До перехода ко мне писем М. Е. в составе их, как я знал от отца, находились и собственноручные рукописи Салтыкова, в трех отрывках, вернее как бы выпусках, пересылавшиеся им из-за границы моему отцу и еще каким-то двум лицам, кому не помню, под заглавием «Переписка императора Николая Павловича с французским писателем Поль де Коком»[389], содержавшая в себе как бы ряд запросов императора к французскому писателю по вопросам об оценке замышляемых будто императором в России нововведений, причем каждое письмо, насколько я помню со слов отца, начиналось обращением «Господин французский писатель Поль де Кок» и содержало в себе большое число не допускаемых для произнесения в культурном кругу «истинно русских» выражений.
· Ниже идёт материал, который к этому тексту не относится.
//! Per-condition optimal range checks.
//!
//! Individual readings (temperature, wind, humidity, ...) are judged against
//! a fixed optimal range and come out either optimal or suboptimal. This is
//! deliberately separate from the four-band score classifier.

use crate::model::{LaunchConditions, WeatherReport};
use serde::Serialize;
use std::fmt;

/// A reading that can be judged against an optimal range.
#[derive(Debug, Clone, Copy, PartialEq, Eq, Hash, Serialize)]
#[serde(rename_all = "snake_case")]
pub enum ConditionKind {
    /// Degrees Celsius.
    Temperature,
    /// Metres per second.
    WindSpeed,
    /// Percent relative humidity.
    Humidity,
    /// Kilometres.
    Visibility,
    /// Percent sky cover.
    CloudCover,
}

impl fmt::Display for ConditionKind {
    fn fmt(&self, f: &mut fmt::Formatter<'_>) -> fmt::Result {
        match self {
            ConditionKind::Temperature => write!(f, "Temperature"),
            ConditionKind::WindSpeed => write!(f, "Wind Speed"),
            ConditionKind::Humidity => write!(f, "Humidity"),
            ConditionKind::Visibility => write!(f, "Visibility"),
            ConditionKind::CloudCover => write!(f, "Cloud Cover"),
        }
    }
}

/// Inclusive optimal range. A missing bound is unbounded on that side.
#[derive(Debug, Clone, Copy, PartialEq)]
pub struct OptimalRange {
    pub min: Option<f64>,
    pub max: Option<f64>,
}

impl OptimalRange {
    pub fn contains(&self, value: f64) -> bool {
        if value.is_nan() {
            return false;
        }
        self.min.is_none_or(|min| value >= min) && self.max.is_none_or(|max| value <= max)
    }
}

impl ConditionKind {
    pub fn optimal_range(&self) -> OptimalRange {
        match self {
            ConditionKind::Temperature => OptimalRange { min: Some(15.0), max: Some(25.0) },
            ConditionKind::WindSpeed => OptimalRange { min: None, max: Some(10.0) },
            ConditionKind::Humidity => OptimalRange { min: None, max: Some(80.0) },
            ConditionKind::Visibility => OptimalRange { min: Some(5.0), max: None },
            ConditionKind::CloudCover => OptimalRange { min: None, max: Some(50.0) },
        }
    }
}

#[derive(Debug, Clone, Copy, PartialEq, Eq, Hash, Serialize)]
#[serde(rename_all = "lowercase")]
pub enum ConditionStatus {
    Optimal,
    Suboptimal,
}

/// One reading and its verdict.
#[derive(Debug, Clone, Copy, PartialEq, Serialize)]
pub struct ConditionReading {
    pub kind: ConditionKind,
    pub value: f64,
    pub status: ConditionStatus,
}

pub fn classify_condition(kind: ConditionKind, value: f64) -> ConditionStatus {
    if kind.optimal_range().contains(value) {
        ConditionStatus::Optimal
    } else {
        ConditionStatus::Suboptimal
    }
}

fn readings(pairs: &[(ConditionKind, Option<f64>)]) -> Vec<ConditionReading> {
    pairs
        .iter()
        .filter_map(|&(kind, value)| {
            value.map(|value| ConditionReading {
                kind,
                value,
                status: classify_condition(kind, value),
            })
        })
        .collect()
}

/// Classifies every reading present in a weather report. Absent readings
/// are skipped rather than judged.
pub fn weather_readings(report: &WeatherReport) -> Vec<ConditionReading> {
    readings(&[
        (ConditionKind::Temperature, report.temperature),
        (ConditionKind::WindSpeed, report.wind_speed),
        (ConditionKind::Humidity, report.humidity),
        (ConditionKind::Visibility, report.visibility),
        (ConditionKind::CloudCover, report.clouds),
    ])
}

/// Classifies the readings attached to a launch score.
pub fn launch_readings(conditions: &LaunchConditions) -> Vec<ConditionReading> {
    readings(&[
        (ConditionKind::Temperature, conditions.temperature),
        (ConditionKind::WindSpeed, conditions.wind),
        (ConditionKind::Visibility, conditions.visibility),
        (ConditionKind::CloudCover, conditions.clouds),
    ])
}
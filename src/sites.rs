/// Launch site registry for the dashboard.
///
/// Defines the canonical list of launch sites shown on the map and offered
/// by the detail panels, along with their coordinates and descriptions.
/// This is the single source of truth for site metadata; all other modules
/// should reference sites from here rather than hardcoding coordinates.

use crate::model::Location;

// ---------------------------------------------------------------------------
// Site metadata
// ---------------------------------------------------------------------------

/// Metadata for a single launch site.
#[derive(Debug)]
pub struct Site {
    pub location: Location,
    /// Short description shown in the map popup.
    pub description: &'static str,
    /// WGS84 latitude.
    pub latitude: f64,
    /// WGS84 longitude.
    pub longitude: f64,
}

/// All launch sites known to the backend, east coast first.
pub static SITE_REGISTRY: &[Site] = &[
    Site {
        location: Location::KennedySpaceCenter,
        description: "NASA's primary launch center",
        latitude: 28.573255,
        longitude: -80.646895,
    },
    Site {
        location: Location::CapeCanaveral,
        description: "Historic launch site",
        latitude: 28.4889,
        longitude: -80.5778,
    },
    Site {
        location: Location::VandenbergSfb,
        description: "West coast polar and sun-synchronous launches",
        latitude: 34.7420,
        longitude: -120.5724,
    },
    Site {
        location: Location::WallopsFlightFacility,
        description: "NASA range on the Virginia Eastern Shore",
        latitude: 37.9402,
        longitude: -75.4664,
    },
    Site {
        location: Location::KodiakLaunchComplex,
        description: "High-inclination launches from Kodiak Island, Alaska",
        latitude: 57.4356,
        longitude: -152.3378,
    },
    Site {
        location: Location::SpaceportAmerica,
        description: "Commercial spaceport in the New Mexico desert",
        latitude: 32.9903,
        longitude: -106.9750,
    },
];

/// Names of all registered sites, in registry order.
pub fn all_site_names() -> Vec<&'static str> {
    SITE_REGISTRY.iter().map(|s| s.location.as_str()).collect()
}

/// All registered locations, in registry order.
pub fn all_locations() -> Vec<Location> {
    SITE_REGISTRY.iter().map(|s| s.location).collect()
}

/// Looks up a site by its exact backend name. Returns `None` if not found.
pub fn find_site(name: &str) -> Option<&'static Site> {
    SITE_REGISTRY.iter().find(|s| s.location.as_str() == name)
}

/// Registry entry for a location. Every `Location` has one.
pub fn site_for(location: Location) -> Option<&'static Site> {
    SITE_REGISTRY.iter().find(|s| s.location == location)
}

// ---------------------------------------------------------------------------
// Tests
// ---------------------------------------------------------------------------
//! Query traversal.
//!
//! [`Visit`] walks a [`Query`](crate::ast::Query) by shared reference and
//! [`VisitMut`] by mutable reference. Each trait has one method per clause
//! and node kind. The default methods call the free function of the same
//! name in [`visit`] or [`visit_mut`], which recurses into the children, so
//! an override can run its own logic and then delegate to keep walking.
//!
//! A WHERE filter reaches [`Visit::visit_where_clause`] only when its root
//! is a binary expression. Comparisons are dispatched to
//! [`Visit::visit_simple_where_expression`] and connectives to
//! [`Visit::visit_compound_where_expression`].

pub mod visit;
pub mod visit_mut;

pub use visit::Visit;
pub use visit_mut::VisitMut;
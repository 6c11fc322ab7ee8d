//! Query parser implementation.

use std::collections::BTreeMap;
use std::fmt;
use std::str::FromStr;

use tracing::{debug, trace};

use super::error::{Error, ParseError, QueryError, Result};
use crate::ast::{
    BetweenExpression, BinaryExpression, FieldExpression, FromClause, FunctionBody, InExpression,
    MethodExpression, OperatorType, OrderByField, OrderingType, Query, QueryExpression,
    SelectField, ValueExpression, ValueKind,
};
use crate::lexer::{Keyword, NumberToken, Scanner, Span};

/// Default cap on nested parentheses and method argument lists.
pub const DEFAULT_MAX_DEPTH: usize = 128;

/// Default cap on AND/OR connectives in one query.
pub const DEFAULT_MAX_CONNECTIVES: usize = 1024;

/// Operators that may follow a field, longest match first.
const OPERATORS: [&str; 12] = [
    ">=", "<=", "<>", "<", ">", "==", "=", "!=", "BETWEEN", "IN", "ALL IN", "(",
];

/// Operators that may follow a method call; another call may not.
const TRAILING_OPERATORS: [&str; 11] = [
    ">=", "<=", "<>", "<", ">", "==", "=", "!=", "BETWEEN", "IN", "ALL IN",
];

/// The kind of query being parsed.
#[derive(Debug, Clone, Copy, PartialEq, Eq, Hash, Default)]
pub enum QueryType {
    /// A read query, optionally ending in SELECT and INCLUDE.
    #[default]
    Select,
    /// A patch query ending in `UPDATE { ... }`.
    Update,
}

impl QueryType {
    /// Returns the lower-case name.
    #[must_use]
    pub const fn as_str(&self) -> &'static str {
        match self {
            Self::Select => "select",
            Self::Update => "update",
        }
    }
}

impl fmt::Display for QueryType {
    fn fmt(&self, f: &mut fmt::Formatter<'_>) -> fmt::Result {
        f.write_str(self.as_str())
    }
}

impl FromStr for QueryType {
    type Err = QueryError;

    fn from_str(s: &str) -> std::result::Result<Self, Self::Err> {
        if s.eq_ignore_ascii_case("select") {
            Ok(Self::Select)
        } else if s.eq_ignore_ascii_case("update") {
            Ok(Self::Update)
        } else {
            Err(QueryError::UnknownQueryType(s.to_string()))
        }
    }
}

/// Parser configuration.
#[derive(Debug, Clone, Copy, PartialEq, Eq)]
pub struct ParserOptions {
    /// Maximum nesting of parenthesized groups and method argument lists.
    pub max_depth: usize,
    /// Maximum number of AND/OR connectives across the whole query.
    ///
    /// Every connective adds a level to the expression tree, so this also
    /// bounds how deep rendering, comparing and visiting a parsed query go.
    pub max_connectives: usize,
}

impl Default for ParserOptions {
    fn default() -> Self {
        Self {
            max_depth: DEFAULT_MAX_DEPTH,
            max_connectives: DEFAULT_MAX_CONNECTIVES,
        }
    }
}
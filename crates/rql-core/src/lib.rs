//! # rql-core
//!
//! A parser and AST for RQL, the query language of a document database.
//!
//! This crate provides:
//! - A backtrackable scanner driven by a hand-written recursive descent
//!   parser
//! - An owned, serializable AST that renders back to canonical query text
//! - Read-only and mutable visitors over the parsed query
//!
//! ## Parsing
//!
//! ```rust
//! let query = rql_core::parse(
//!     "FROM Users WHERE Age >= 18 AND Country = 'IL' ORDER BY Name SELECT Name",
//! )
//! .unwrap();
//!
//! assert_eq!(query.from.source.path, "Users");
//! // AND chains associate left, in source order.
//! let filter = query.where_clause.unwrap();
//! assert_eq!(filter.to_string(), "Age >= 18 AND Country = 'IL'");
//! ```
//!
//! ## Patch queries
//!
//! ```rust
//! let query = rql_core::parse_update("FROM Users WHERE Age < 0 UPDATE { this.Age = 0; }")
//!     .unwrap();
//! assert_eq!(query.update_body.unwrap().text, "{ this.Age = 0; }");
//! ```
//!
//! ## Errors
//!
//! Grammar violations report the position, the offending token and the
//! query:
//!
//! ```rust
//! let err = rql_core::parse("FROM Users WHERE SELECT = 1").unwrap_err();
//! assert!(err.to_string().starts_with("1:18 Unable to parse WHERE clause"));
//! ```

pub mod ast;
pub mod lexer;
pub mod parser;
pub mod visitor;

pub use ast::{Query, QueryExpression};
pub use lexer::{Location, Scanner, Span};
pub use parser::{Error, ParseError, Parser, ParserOptions, QueryError, QueryType, Result};
pub use visitor::{Visit, VisitMut};

/// Parses a read query with default options.
///
/// # Errors
///
/// See [`Parser::parse`].
pub fn parse(query: &str) -> Result<Query> {
    Parser::new(query).parse(QueryType::Select)
}

/// Parses a patch query, which must end with `UPDATE { ... }`.
///
/// # Errors
///
/// See [`Parser::parse`].
pub fn parse_update(query: &str) -> Result<Query> {
    Parser::new(query).parse(QueryType::Update)
}
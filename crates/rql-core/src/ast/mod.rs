//! Abstract Syntax Tree (AST) types for queries.

mod expression;
mod query;

pub use expression::{
    BetweenExpression, BinaryExpression, FieldExpression, InExpression, MethodExpression,
    OperatorType, QueryExpression, ValueExpression, ValueKind,
};
pub use query::{
    FromClause, FunctionBody, OrderByField, OrderingType, Query, SelectField,
};
#![allow(dead_code)]

use rql_core::ast::{OperatorType, Query, QueryExpression, ValueExpression};
use rql_core::{Error, ParseError, Parser, ParserOptions, QueryError, QueryType};

pub fn parse(query: &str) -> Query {
    rql_core::parse(query).unwrap_or_else(|e| panic!("Failed to parse: {query}\nError: {e}"))
}

pub fn parse_update(query: &str) -> Query {
    rql_core::parse_update(query)
        .unwrap_or_else(|e| panic!("Failed to parse: {query}\nError: {e}"))
}

pub fn parse_with_depth(query: &str, max_depth: usize) -> Result<Query, Error> {
    let options = ParserOptions::default().with_max_depth(max_depth);
    Parser::with_options(query, options).parse(QueryType::Select)
}

pub fn parse_with_connectives(query: &str, max_connectives: usize) -> Result<Query, Error> {
    let options = ParserOptions::default().with_max_connectives(max_connectives);
    Parser::with_options(query, options).parse(QueryType::Select)
}

/// `FROM X WHERE A = 0 <connective> A = 1 ...` with `links` connectives.
pub fn chain(connective: &str, links: usize) -> String {
    let mut query = String::from("FROM X WHERE A = 0");
    for value in 1..=links {
        query.push_str(&format!(" {connective} A = {value}"));
    }
    query
}

/// Expects a grammar error.
pub fn parse_err(query: &str) -> ParseError {
    match rql_core::parse(query) {
        Err(Error::Parse(err)) => err,
        other => panic!("Expected parse error for: {query}\nGot: {other:?}"),
    }
}

/// Expects a semantic error.
pub fn query_err(query: &str) -> QueryError {
    match rql_core::parse(query) {
        Err(Error::Query(err)) => err,
        other => panic!("Expected query error for: {query}\nGot: {other:?}"),
    }
}

/// Parses a query and returns its WHERE filter.
pub fn parse_where(query: &str) -> QueryExpression {
    parse(query)
        .where_clause
        .unwrap_or_else(|| panic!("Expected a WHERE clause in: {query}"))
}

/// `path <op> value` with an integer value.
pub fn cmp(path: &str, operator: OperatorType, value: i64) -> QueryExpression {
    QueryExpression::field(path).compare(operator, ValueExpression::long(value))
}

/// `path = value` with an integer value.
pub fn eq(path: &str, value: i64) -> QueryExpression {
    cmp(path, OperatorType::Equal, value)
}

/// Verifies that `to_string()` produces a fixed point: the rendered
/// query parses back to an equal AST that renders the same way.
pub fn round_trip(query: &str) {
    let ast1 = parse(query);
    let rendered1 = ast1.to_string();
    let ast2 = parse(&rendered1);
    let rendered2 = ast2.to_string();
    assert_eq!(
        rendered1, rendered2,
        "Round-trip failed.\n  Input:    {query}\n  First:    {rendered1}\n  Second:   {rendered2}"
    );
    assert_eq!(ast1, ast2, "Round-trip changed the AST for: {query}");
}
По содержанию же переписка эта, по словам отца, представляла собою высокий образец проявления остроумия и знания русских жизни и языка.

Эту переписку выпросил у отца для прочтения ныне также умерший товарищ М. Е. и отца моего по лицею Геннадий Васильевич Лермонтов[390], передавший ее, якобы без разрешения моего отца, мировому судье в С.-Петербурге, а под конец жизни сенатору (впоследствии уволенному за политические убеждения) Игнатию Платоновичу Закревскому[391], от которого эта рукопись М. Е. так и не возвратилась к моему отцу.